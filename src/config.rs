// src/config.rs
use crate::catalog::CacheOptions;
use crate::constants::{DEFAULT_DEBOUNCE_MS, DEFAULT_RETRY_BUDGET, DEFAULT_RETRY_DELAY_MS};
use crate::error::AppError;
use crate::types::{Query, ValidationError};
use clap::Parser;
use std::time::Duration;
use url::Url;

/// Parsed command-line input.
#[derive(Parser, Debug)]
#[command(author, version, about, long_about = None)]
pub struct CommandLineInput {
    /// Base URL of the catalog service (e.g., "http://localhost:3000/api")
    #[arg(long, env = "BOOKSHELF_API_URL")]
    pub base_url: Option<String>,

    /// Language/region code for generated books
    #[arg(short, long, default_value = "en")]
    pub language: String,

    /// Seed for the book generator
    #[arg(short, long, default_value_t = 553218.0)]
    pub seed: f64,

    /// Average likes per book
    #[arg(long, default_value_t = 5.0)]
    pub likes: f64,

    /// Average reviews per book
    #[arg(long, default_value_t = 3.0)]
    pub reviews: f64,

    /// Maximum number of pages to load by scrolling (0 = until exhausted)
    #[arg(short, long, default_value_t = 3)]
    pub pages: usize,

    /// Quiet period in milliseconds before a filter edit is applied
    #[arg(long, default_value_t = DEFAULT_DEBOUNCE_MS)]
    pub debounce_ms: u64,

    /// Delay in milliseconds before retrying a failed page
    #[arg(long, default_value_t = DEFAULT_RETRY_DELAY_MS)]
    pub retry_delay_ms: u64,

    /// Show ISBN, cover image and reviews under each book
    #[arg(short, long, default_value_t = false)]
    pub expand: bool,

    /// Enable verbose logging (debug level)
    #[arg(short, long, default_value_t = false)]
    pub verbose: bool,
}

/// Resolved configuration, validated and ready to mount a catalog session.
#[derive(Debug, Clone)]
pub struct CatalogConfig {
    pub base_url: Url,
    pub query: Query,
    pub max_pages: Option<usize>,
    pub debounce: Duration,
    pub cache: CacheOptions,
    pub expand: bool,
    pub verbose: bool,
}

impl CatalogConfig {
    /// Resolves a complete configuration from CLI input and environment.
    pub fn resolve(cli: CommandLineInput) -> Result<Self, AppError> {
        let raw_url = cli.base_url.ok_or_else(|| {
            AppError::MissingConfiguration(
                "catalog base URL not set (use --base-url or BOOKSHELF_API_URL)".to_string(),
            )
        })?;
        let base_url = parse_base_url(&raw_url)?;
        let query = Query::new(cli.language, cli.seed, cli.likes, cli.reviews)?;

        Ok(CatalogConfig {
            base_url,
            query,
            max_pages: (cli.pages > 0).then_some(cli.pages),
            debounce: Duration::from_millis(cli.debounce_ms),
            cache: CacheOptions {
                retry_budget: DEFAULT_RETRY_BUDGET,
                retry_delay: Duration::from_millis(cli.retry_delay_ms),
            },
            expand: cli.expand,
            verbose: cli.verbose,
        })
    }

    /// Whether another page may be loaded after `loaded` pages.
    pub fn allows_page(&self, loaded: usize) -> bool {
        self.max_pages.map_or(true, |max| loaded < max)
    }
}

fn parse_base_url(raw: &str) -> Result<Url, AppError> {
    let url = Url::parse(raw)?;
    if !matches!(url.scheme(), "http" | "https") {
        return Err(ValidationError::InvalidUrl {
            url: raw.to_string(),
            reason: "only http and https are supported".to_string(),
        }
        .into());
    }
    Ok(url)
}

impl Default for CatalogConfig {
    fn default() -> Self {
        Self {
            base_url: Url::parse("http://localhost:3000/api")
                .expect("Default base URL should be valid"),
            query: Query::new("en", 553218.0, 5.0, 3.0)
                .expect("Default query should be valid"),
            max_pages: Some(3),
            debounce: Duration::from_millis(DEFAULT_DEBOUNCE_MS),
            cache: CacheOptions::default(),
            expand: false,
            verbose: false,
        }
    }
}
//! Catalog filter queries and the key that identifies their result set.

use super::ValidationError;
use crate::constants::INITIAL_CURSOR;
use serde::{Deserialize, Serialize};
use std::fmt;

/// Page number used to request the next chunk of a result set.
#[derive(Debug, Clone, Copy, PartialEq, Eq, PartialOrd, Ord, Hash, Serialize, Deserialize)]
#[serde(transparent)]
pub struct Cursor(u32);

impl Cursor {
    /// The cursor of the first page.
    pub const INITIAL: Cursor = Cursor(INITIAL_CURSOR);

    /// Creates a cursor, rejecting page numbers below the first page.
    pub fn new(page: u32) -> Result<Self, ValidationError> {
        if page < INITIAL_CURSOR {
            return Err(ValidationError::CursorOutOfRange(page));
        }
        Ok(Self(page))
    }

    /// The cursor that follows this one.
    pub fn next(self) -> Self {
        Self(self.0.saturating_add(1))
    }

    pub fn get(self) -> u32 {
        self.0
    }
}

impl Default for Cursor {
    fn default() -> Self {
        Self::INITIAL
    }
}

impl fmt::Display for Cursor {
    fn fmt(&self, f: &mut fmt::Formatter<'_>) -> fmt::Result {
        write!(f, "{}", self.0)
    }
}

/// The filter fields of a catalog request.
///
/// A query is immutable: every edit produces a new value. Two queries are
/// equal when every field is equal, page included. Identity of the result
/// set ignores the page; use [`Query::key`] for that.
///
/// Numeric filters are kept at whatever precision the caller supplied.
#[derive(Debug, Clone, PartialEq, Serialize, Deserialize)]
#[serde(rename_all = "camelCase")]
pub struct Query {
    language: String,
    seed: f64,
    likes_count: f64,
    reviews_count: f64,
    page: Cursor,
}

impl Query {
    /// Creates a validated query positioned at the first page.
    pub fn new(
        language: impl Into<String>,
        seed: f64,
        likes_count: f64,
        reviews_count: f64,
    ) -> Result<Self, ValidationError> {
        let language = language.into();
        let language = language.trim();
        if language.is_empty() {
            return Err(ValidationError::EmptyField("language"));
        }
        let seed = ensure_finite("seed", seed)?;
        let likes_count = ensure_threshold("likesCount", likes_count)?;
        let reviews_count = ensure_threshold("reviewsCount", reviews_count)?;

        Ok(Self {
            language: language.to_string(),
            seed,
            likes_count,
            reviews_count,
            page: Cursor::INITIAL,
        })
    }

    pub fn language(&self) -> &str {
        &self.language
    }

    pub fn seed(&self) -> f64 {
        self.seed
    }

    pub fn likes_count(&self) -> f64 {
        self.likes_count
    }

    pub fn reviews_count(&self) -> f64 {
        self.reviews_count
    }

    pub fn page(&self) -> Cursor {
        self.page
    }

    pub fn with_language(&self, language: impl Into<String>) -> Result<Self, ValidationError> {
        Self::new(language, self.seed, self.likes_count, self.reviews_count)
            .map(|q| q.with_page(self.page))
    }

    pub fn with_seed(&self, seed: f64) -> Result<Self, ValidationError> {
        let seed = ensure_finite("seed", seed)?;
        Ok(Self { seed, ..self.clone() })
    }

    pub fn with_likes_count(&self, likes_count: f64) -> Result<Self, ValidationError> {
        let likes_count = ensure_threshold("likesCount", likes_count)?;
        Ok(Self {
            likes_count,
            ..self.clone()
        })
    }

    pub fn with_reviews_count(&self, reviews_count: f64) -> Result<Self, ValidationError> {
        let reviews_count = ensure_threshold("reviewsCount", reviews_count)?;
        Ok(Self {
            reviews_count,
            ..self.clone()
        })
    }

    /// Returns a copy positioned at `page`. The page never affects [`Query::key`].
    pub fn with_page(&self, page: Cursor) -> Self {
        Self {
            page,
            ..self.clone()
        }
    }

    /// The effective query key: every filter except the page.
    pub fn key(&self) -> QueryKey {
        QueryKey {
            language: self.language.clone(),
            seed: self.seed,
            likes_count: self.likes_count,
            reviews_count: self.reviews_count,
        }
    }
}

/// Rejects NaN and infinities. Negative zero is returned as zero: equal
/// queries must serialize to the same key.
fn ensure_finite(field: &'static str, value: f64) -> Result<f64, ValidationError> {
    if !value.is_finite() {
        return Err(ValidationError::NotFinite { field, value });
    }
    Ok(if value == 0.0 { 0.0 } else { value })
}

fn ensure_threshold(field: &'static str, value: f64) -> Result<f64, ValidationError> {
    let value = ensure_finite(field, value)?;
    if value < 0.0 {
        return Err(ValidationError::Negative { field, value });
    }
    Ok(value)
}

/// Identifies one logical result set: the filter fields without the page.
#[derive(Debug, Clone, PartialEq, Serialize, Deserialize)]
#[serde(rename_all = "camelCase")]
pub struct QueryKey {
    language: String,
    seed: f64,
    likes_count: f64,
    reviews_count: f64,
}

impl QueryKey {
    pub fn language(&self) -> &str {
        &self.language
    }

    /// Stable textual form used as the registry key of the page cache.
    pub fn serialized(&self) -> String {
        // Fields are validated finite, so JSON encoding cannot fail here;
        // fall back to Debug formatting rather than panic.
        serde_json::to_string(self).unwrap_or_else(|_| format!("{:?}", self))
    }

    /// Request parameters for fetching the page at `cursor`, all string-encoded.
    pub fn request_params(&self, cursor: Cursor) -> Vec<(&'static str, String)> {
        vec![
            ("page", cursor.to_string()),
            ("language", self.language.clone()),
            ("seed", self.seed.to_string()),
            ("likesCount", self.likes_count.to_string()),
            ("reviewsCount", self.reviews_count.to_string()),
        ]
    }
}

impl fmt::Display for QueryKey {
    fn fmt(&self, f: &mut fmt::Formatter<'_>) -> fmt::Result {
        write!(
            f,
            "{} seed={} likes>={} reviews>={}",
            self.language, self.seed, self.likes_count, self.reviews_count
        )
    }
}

_What is required:_ One stretch of the lines above is wanted, from the line that contains "Parsed command-line input." through the line that contains "likes per book". Output it exactly.

_Answer to this exercise:_
/// Parsed command-line input.
#[derive(Parser, Debug)]
#[command(author, version, about, long_about = None)]
pub struct CommandLineInput {
    /// Base URL of the catalog service (e.g., "http://localhost:3000/api")
    #[arg(long, env = "BOOKSHELF_API_URL")]
    pub base_url: Option<String>,

    /// Language/region code for generated books
    #[arg(short, long, default_value = "en")]
    pub language: String,

    /// Seed for the book generator
    #[arg(short, long, default_value_t = 553218.0)]
    pub seed: f64,

    /// Average likes per book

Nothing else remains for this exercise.